# [Task description]
Print the whole listing exactly.

========

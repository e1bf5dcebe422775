//! Splitting of expanded queries into sub-queries that each satisfy the
//! complexity limit, the per-dimension caps and the URL budget.

use super::estimator::{ComplexityEstimator, ComplexityScore};
use super::model::{Dimension, Query};
use super::wire;
use crate::config::{ChunkSizes, DecompositionConfig};
use crate::error::{Error, Result};
use serde::Serialize;
use tracing::{debug, info, warn};

/// A sub-query tagged with its position in the plan.
#[derive(Debug, Clone, PartialEq, Eq, Serialize)]
pub struct PlannedQuery {
    /// Position used for ordering and logging
    pub sequence: usize,
    /// The sub-query itself
    pub query: Query,
    /// Score of the sub-query
    pub score: ComplexityScore,
}

/// Ordered sequence of sub-queries whose dimension values partition the
/// original query.
#[derive(Debug, Clone, PartialEq, Eq, Default, Serialize)]
pub struct ExecutionPlan {
    /// Complexity budget the plan was built for
    pub limit: u64,
    /// Score of the query before splitting
    pub original_score: Option<ComplexityScore>,
    sub_queries: Vec<PlannedQuery>,
}

impl ExecutionPlan {
    pub fn sub_queries(&self) -> &[PlannedQuery] {
        &self.sub_queries
    }

    pub fn into_sub_queries(self) -> Vec<PlannedQuery> {
        self.sub_queries
    }

    pub fn len(&self) -> usize {
        self.sub_queries.len()
    }

    pub fn is_empty(&self) -> bool {
        self.sub_queries.is_empty()
    }

    pub fn iter(&self) -> impl Iterator<Item = &PlannedQuery> {
        self.sub_queries.iter()
    }

    /// Whether the query went out unsplit.
    pub fn is_single(&self) -> bool {
        self.sub_queries.len() == 1
    }
}

/// Thresholds the planner splits against.
#[derive(Debug, Clone, PartialEq, Eq)]
pub struct PlannerSettings {
    /// Maximum score per sub-query
    pub limit: u64,
    /// Optional per-dimension identifier caps
    pub chunk_sizes: ChunkSizes,
    /// Query-string budget when sub-queries travel as GET requests
    pub url_budget: Option<usize>,
}

impl PlannerSettings {
    pub fn with_limit(limit: u64) -> Self {
        Self {
            limit,
            chunk_sizes: ChunkSizes::default(),
            url_budget: None,
        }
    }

    pub fn from_config(config: &DecompositionConfig) -> Self {
        Self {
            limit: config.safe_limit,
            chunk_sizes: config.chunk_sizes,
            url_budget: config.url.query_budget(),
        }
    }

    /// Settings for a re-plan after repeated server errors: limit and caps
    /// halved, never below one.
    pub fn halved(&self) -> Self {
        Self {
            limit: (self.limit / 2).max(1),
            chunk_sizes: self.chunk_sizes.halved(),
            url_budget: self.url_budget,
        }
    }

    pub fn validate(&self) -> Result<()> {
        if self.limit < 1 {
            return Err(Error::invalid_config(format!(
                "complexity limit must be at least 1, got {}",
                self.limit
            )));
        }
        for dimension in Dimension::ALL {
            if self.chunk_sizes.get(dimension) == Some(0) {
                return Err(Error::invalid_config(format!(
                    "chunk size for {} must be at least 1",
                    dimension
                )));
            }
        }
        Ok(())
    }
}

/// Splits over-budget queries along their dominant dimension.
///
/// Rules, applied to every pending sub-query until none fires:
/// 1. score above the limit: split the largest dimension (ties: units,
///    periods, items) into chunks of `max(1, limit / product_of_others)`;
/// 2. a dimension above its chunk cap: split it into cap-sized chunks;
/// 3. GET query string above the URL budget: halve the dimension with the
///    longest encoded identifier list.
///
/// Chunks are contiguous and keep the original identifier order, and pending
/// work is a LIFO stack, so emitted sub-queries concatenate back to the input.
#[derive(Debug, Clone)]
pub struct ChunkPlanner {
    estimator: ComplexityEstimator,
    settings: PlannerSettings,
}

impl ChunkPlanner {
    pub fn new(settings: PlannerSettings) -> Self {
        Self {
            estimator: ComplexityEstimator::new(),
            settings,
        }
    }

    pub fn with_limit(limit: u64) -> Self {
        Self::new(PlannerSettings::with_limit(limit))
    }

    /// Build a plan numbered from zero.
    pub fn plan(&self, query: &Query) -> Result<ExecutionPlan> {
        self.settings.validate()?;
        let original_score = self.estimator.score(query)?;
        let sub_queries = self.plan_from(query, 0)?;

        info!(
            score = %original_score,
            limit = self.settings.limit,
            sub_queries = sub_queries.len(),
            "built execution plan"
        );

        Ok(ExecutionPlan {
            limit: self.settings.limit,
            original_score: Some(original_score),
            sub_queries,
        })
    }

    /// Plan `query`, numbering sub-queries from `first_sequence`.
    pub fn plan_from(&self, query: &Query, first_sequence: usize) -> Result<Vec<PlannedQuery>> {
        self.decompose(query)?
            .into_iter()
            .enumerate()
            .map(|(offset, query)| {
                let score = self.estimator.score(&query)?;
                Ok(PlannedQuery {
                    sequence: first_sequence + offset,
                    query,
                    score,
                })
            })
            .collect()
    }

    /// Split `query` into sub-queries that each satisfy every rule.
    pub fn decompose(&self, query: &Query) -> Result<Vec<Query>> {
        self.settings.validate()?;

        let score = self.estimator.score(query)?;
        if score.is_empty() {
            debug!(score = %score, "empty selection, nothing to plan");
            return Ok(Vec::new());
        }

        let mut pending = vec![query.clone()];
        let mut emitted = Vec::new();

        while let Some(current) = pending.pop() {
            let score = self.estimator.score(&current)?;
            match self.next_split(&current, &score)? {
                Some((dimension, chunk_size)) => {
                    let ids = current
                        .dimension(dimension)
                        .ids()
                        .ok_or(Error::UnresolvedDimension(dimension))?;
                    let chunks: Vec<Query> = ids
                        .chunks(chunk_size)
                        .map(|chunk| current.with_ids(dimension, chunk))
                        .collect();
                    pending.extend(chunks.into_iter().rev());
                }
                None => emitted.push(current),
            }
        }

        Ok(emitted)
    }

    /// Dimension and chunk size for the next split, `None` once `query` fits.
    fn next_split(
        &self,
        query: &Query,
        score: &ComplexityScore,
    ) -> Result<Option<(Dimension, usize)>> {
        if !score.within(self.settings.limit) {
            if let Some(dimension) = score.dominant_splittable() {
                let others = score.product_excluding(dimension).max(1);
                let chunk =
                    usize::try_from((self.settings.limit / others).max(1)).unwrap_or(usize::MAX);
                // a chunk must be strictly smaller than the dimension to make progress
                let chunk = chunk.min(score.cardinality(dimension) - 1).max(1);
                return Ok(Some((dimension, chunk)));
            }
        }

        for dimension in Dimension::ALL {
            if let Some(cap) = self.settings.chunk_sizes.get(dimension) {
                if score.cardinality(dimension) > cap {
                    return Ok(Some((dimension, cap)));
                }
            }
        }

        if let Some(budget) = self.settings.url_budget {
            let length = wire::encoded_len(query)?;
            if length > budget {
                let mut candidate: Option<(usize, u8, Dimension)> = None;
                for dimension in Dimension::ALL {
                    if score.cardinality(dimension) < 2 {
                        continue;
                    }
                    let key = (
                        wire::dimension_encoded_len(query, dimension)?,
                        dimension.split_preference(),
                        dimension,
                    );
                    if candidate.map_or(true, |best| (key.0, key.1) > (best.0, best.1)) {
                        candidate = Some(key);
                    }
                }
                match candidate {
                    Some((_, _, dimension)) => {
                        let half = score.cardinality(dimension).div_ceil(2);
                        return Ok(Some((dimension, half)));
                    }
                    None => warn!(
                        length,
                        budget,
                        "sub-query exceeds URL budget but cannot be split further"
                    ),
                }
            }
        }

        Ok(None)
    }
}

========

# [Result of this task]
repository e1bf5dcebe422775
//! Splitting of expanded queries into sub-queries that each satisfy the
//! complexity limit, the per-dimension caps and the URL budget.

use super::estimator::{ComplexityEstimator, ComplexityScore};
use super::model::{Dimension, Query};
use super::wire;
use crate::config::{ChunkSizes, DecompositionConfig};
use crate::error::{Error, Result};
use serde::Serialize;
use tracing::{debug, info, warn};

/// A sub-query tagged with its position in the plan.
#[derive(Debug, Clone, PartialEq, Eq, Serialize)]
pub struct PlannedQuery {
    /// Position used for ordering and logging
    pub sequence: usize,
    /// The sub-query itself
    pub query: Query,
    /// Score of the sub-query
    pub score: ComplexityScore,
}

/// Ordered sequence of sub-queries whose dimension values partition the
/// original query.
#[derive(Debug, Clone, PartialEq, Eq, Default, Serialize)]
pub struct ExecutionPlan {
    /// Complexity budget the plan was built for
    pub limit: u64,
    /// Score of the query before splitting
    pub original_score: Option<ComplexityScore>,
    sub_queries: Vec<PlannedQuery>,
}

impl ExecutionPlan {
    pub fn sub_queries(&self) -> &[PlannedQuery] {
        &self.sub_queries
    }

    pub fn into_sub_queries(self) -> Vec<PlannedQuery> {
        self.sub_queries
    }

    pub fn len(&self) -> usize {
        self.sub_queries.len()
    }

    pub fn is_empty(&self) -> bool {
        self.sub_queries.is_empty()
    }

    pub fn iter(&self) -> impl Iterator<Item = &PlannedQuery> {
        self.sub_queries.iter()
    }

    /// Whether the query went out unsplit.
    pub fn is_single(&self) -> bool {
        self.sub_queries.len() == 1
    }
}

/// Thresholds the planner splits against.
#[derive(Debug, Clone, PartialEq, Eq)]
pub struct PlannerSettings {
    /// Maximum score per sub-query
    pub limit: u64,
    /// Optional per-dimension identifier caps
    pub chunk_sizes: ChunkSizes,
    /// Query-string budget when sub-queries travel as GET requests
    pub url_budget: Option<usize>,
}

impl PlannerSettings {
    pub fn with_limit(limit: u64) -> Self {
        Self {
            limit,
            chunk_sizes: ChunkSizes::default(),
            url_budget: None,
        }
    }

    pub fn from_config(config: &DecompositionConfig) -> Self {
        Self {
            limit: config.safe_limit,
            chunk_sizes: config.chunk_sizes,
            url_budget: config.url.query_budget(),
        }
    }

    /// Settings for a re-plan after repeated server errors: limit and caps
    /// halved, never below one.
    pub fn halved(&self) -> Self {
        Self {
            limit: (self.limit / 2).max(1),
            chunk_sizes: self.chunk_sizes.halved(),
            url_budget: self.url_budget,
        }
    }

    pub fn validate(&self) -> Result<()> {
        if self.limit < 1 {
            return Err(Error::invalid_config(format!(
                "complexity limit must be at least 1, got {}",
                self.limit
            )));
        }
        for dimension in Dimension::ALL {
            if self.chunk_sizes.get(dimension) == Some(0) {
                return Err(Error::invalid_config(format!(
                    "chunk size for {} must be at least 1",
                    dimension
                )));
            }
        }
        Ok(())
    }
}

/// Splits over-budget queries along their dominant dimension.
///
/// Rules, applied to every pending sub-query until none fires:
/// 1. score above the limit: split the largest dimension (ties: units,
///    periods, items) into chunks of `max(1, limit / product_of_others)`;
/// 2. a dimension above its chunk cap: split it into cap-sized chunks;
/// 3. GET query string above the URL budget: halve the dimension with the
///    longest encoded identifier list.
///
/// Chunks are contiguous and keep the original identifier order, and pending
/// work is a LIFO stack, so emitted sub-queries concatenate back to the input.
#[derive(Debug, Clone)]
pub struct ChunkPlanner {
    estimator: ComplexityEstimator,
    settings: PlannerSettings,
}

impl ChunkPlanner {
    pub fn new(settings: PlannerSettings) -> Self {
        Self {
            estimator: ComplexityEstimator::new(),
            settings,
        }
    }

    pub fn with_limit(limit: u64) -> Self {
        Self::new(PlannerSettings::with_limit(limit))
    }

    /// Build a plan numbered from zero.
    pub fn plan(&self, query: &Query) -> Result<ExecutionPlan> {
        self.settings.validate()?;
        let original_score = self.estimator.score(query)?;
        let sub_queries = self.plan_from(query, 0)?;

        info!(
            score = %original_score,
            limit = self.settings.limit,
            sub_queries = sub_queries.len(),
            "built execution plan"
        );

        Ok(ExecutionPlan {
            limit: self.settings.limit,
            original_score: Some(original_score),
            sub_queries,
        })
    }

    /// Plan `query`, numbering sub-queries from `first_sequence`.
    pub fn plan_from(&self, query: &Query, first_sequence: usize) -> Result<Vec<PlannedQuery>> {
        self.decompose(query)?
            .into_iter()
            .enumerate()
            .map(|(offset, query)| {
                let score = self.estimator.score(&query)?;
                Ok(PlannedQuery {
                    sequence: first_sequence + offset,
                    query,
                    score,
                })
            })
            .collect()
    }

    /// Split `query` into sub-queries that each satisfy every rule.
    pub fn decompose(&self, query: &Query) -> Result<Vec<Query>> {
        self.settings.validate()?;

        let score = self.estimator.score(query)?;
        if score.is_empty() {
            debug!(score = %score, "empty selection, nothing to plan");
            return Ok(Vec::new());
        }

        let mut pending = vec![query.clone()];
        let mut emitted = Vec::new();

        while let Some(current) = pending.pop() {
            let score = self.estimator.score(&current)?;
            match self.next_split(&current, &score)? {
                Some((dimension, chunk_size)) => {
                    let ids = current
                        .dimension(dimension)
                        .ids()
                        .ok_or(Error::UnresolvedDimension(dimension))?;
                    let chunks: Vec<Query> = ids
                        .chunks(chunk_size)
                        .map(|chunk| current.with_ids(dimension, chunk))
                        .collect();
                    pending.extend(chunks.into_iter().rev());
                }
                None => emitted.push(current),
            }
        }

        Ok(emitted)
    }

    /// Dimension and chunk size for the next split, `None` once `query` fits.
    fn next_split(
        &self,
        query: &Query,
        score: &ComplexityScore,
    ) -> Result<Option<(Dimension, usize)>> {
        if !score.within(self.settings.limit) {
            if let Some(dimension) = score.dominant_splittable() {
                let others = score.product_excluding(dimension).max(1);
                let chunk =
                    usize::try_from((self.settings.limit / others).max(1)).unwrap_or(usize::MAX);
                // a chunk must be strictly smaller than the dimension to make progress
                let chunk = chunk.min(score.cardinality(dimension) - 1).max(1);
                return Ok(Some((dimension, chunk)));
            }
        }

        for dimension in Dimension::ALL {
            if let Some(cap) = self.settings.chunk_sizes.get(dimension) {
                if score.cardinality(dimension) > cap {
                    return Ok(Some((dimension, cap)));
                }
            }
        }

        if let Some(budget) = self.settings.url_budget {
            let length = wire::encoded_len(query)?;
            if length > budget {
                let mut candidate: Option<(usize, u8, Dimension)> = None;
                for dimension in Dimension::ALL {
                    if score.cardinality(dimension) < 2 {
                        continue;
                    }
                    let key = (
                        wire::dimension_encoded_len(query, dimension)?,
                        dimension.split_preference(),
                        dimension,
                    );
                    if candidate.map_or(true, |best| (key.0, key.1) > (best.0, best.1)) {
                        candidate = Some(key);
                    }
                }
                match candidate {
                    Some((_, _, dimension)) => {
                        let half = score.cardinality(dimension).div_ceil(2);
                        return Ok(Some((dimension, half)));
                    }
                    None => warn!(
                        length,
                        budget,
                        "sub-query exceeds URL budget but cannot be split further"
                    ),
                }
            }
        }

        Ok(None)
    }
}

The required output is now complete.